──────── Supplied data

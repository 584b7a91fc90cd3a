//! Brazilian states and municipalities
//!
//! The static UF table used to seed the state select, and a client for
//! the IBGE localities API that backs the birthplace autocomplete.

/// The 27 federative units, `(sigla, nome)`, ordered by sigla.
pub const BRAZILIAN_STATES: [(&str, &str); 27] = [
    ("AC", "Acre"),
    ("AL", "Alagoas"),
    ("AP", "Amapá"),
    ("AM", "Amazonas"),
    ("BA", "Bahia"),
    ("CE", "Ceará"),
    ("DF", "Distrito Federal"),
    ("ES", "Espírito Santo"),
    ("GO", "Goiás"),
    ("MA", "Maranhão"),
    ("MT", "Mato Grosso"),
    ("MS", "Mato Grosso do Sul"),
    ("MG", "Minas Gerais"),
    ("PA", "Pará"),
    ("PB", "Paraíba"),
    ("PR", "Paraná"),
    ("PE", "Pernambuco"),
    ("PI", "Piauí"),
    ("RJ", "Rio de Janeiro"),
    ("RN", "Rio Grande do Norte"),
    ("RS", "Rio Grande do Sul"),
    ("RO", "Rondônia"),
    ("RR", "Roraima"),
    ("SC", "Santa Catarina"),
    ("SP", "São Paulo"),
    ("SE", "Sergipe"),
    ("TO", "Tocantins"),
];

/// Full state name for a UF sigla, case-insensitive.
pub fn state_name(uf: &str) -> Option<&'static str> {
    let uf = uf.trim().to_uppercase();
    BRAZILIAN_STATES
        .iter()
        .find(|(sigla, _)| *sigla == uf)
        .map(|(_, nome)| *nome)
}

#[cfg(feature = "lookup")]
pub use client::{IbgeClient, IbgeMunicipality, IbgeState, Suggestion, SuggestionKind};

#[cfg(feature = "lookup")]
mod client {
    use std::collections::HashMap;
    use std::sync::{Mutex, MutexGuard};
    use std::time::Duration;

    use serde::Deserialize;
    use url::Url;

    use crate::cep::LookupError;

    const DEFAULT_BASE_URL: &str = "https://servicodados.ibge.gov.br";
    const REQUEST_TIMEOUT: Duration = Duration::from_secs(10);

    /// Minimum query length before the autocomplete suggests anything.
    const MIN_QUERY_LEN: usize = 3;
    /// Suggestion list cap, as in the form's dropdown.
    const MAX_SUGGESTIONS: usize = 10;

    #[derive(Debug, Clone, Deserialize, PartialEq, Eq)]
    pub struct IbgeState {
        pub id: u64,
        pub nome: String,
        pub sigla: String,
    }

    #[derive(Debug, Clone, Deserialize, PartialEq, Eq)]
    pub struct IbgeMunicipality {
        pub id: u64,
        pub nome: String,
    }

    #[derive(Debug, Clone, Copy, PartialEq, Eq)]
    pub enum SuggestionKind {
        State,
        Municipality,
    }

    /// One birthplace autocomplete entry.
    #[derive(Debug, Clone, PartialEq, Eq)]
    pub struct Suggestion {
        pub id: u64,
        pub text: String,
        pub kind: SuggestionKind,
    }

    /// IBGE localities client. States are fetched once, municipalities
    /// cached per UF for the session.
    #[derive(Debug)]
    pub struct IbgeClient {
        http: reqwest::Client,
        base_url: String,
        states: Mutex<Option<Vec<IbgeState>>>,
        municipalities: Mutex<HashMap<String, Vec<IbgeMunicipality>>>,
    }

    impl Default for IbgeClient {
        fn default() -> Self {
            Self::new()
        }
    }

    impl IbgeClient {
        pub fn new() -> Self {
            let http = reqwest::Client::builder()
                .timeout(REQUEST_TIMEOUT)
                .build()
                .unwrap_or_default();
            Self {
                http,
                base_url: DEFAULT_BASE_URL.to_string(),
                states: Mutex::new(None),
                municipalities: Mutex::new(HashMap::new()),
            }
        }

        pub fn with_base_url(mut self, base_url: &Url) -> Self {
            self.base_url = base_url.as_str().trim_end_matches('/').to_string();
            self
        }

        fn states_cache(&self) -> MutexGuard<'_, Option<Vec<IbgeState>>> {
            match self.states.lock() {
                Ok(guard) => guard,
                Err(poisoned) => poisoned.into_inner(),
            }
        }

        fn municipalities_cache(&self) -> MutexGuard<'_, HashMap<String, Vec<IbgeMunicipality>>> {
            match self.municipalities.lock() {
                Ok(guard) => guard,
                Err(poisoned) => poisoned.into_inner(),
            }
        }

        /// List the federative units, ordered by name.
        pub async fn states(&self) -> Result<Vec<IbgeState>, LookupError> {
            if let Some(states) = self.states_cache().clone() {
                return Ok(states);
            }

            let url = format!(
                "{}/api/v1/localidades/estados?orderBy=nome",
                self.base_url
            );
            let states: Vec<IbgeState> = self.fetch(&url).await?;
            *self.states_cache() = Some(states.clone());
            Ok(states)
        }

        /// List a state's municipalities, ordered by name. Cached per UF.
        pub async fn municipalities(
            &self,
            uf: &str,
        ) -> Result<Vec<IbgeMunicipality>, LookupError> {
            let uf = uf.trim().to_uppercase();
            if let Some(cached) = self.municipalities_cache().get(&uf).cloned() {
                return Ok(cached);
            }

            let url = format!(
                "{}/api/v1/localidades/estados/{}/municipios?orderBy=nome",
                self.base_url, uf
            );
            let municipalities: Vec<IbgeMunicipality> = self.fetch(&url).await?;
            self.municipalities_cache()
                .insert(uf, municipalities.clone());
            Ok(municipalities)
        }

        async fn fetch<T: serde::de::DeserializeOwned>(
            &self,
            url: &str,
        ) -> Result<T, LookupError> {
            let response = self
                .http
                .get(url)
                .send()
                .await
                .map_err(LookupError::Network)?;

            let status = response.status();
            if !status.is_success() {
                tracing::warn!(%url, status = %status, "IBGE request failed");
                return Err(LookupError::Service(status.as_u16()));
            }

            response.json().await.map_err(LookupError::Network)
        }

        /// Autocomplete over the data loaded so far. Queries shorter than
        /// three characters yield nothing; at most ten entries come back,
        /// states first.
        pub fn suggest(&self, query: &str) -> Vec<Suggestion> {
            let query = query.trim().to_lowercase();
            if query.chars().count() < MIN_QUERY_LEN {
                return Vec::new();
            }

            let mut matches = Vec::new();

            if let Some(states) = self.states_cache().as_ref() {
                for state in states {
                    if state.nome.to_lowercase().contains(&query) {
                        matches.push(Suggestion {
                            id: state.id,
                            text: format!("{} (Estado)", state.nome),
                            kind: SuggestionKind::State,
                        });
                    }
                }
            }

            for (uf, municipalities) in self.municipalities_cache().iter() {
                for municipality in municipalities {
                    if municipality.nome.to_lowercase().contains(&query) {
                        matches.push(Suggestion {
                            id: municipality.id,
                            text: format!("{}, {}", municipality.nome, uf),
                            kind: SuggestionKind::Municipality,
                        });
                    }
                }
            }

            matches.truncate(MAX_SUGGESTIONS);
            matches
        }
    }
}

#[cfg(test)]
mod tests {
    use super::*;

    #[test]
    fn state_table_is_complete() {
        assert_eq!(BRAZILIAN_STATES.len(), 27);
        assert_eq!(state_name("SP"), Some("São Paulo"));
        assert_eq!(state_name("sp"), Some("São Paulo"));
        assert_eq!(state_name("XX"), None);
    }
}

────────────────

### Task requirements
Look over the listing. Pull out every line with the string "format" in it.

### Exercise answer
            let url = format!(
            let url = format!(
                            text: format!("{} (Estado)", state.nome),
                            text: format!("{}, {}", municipality.nome, uf),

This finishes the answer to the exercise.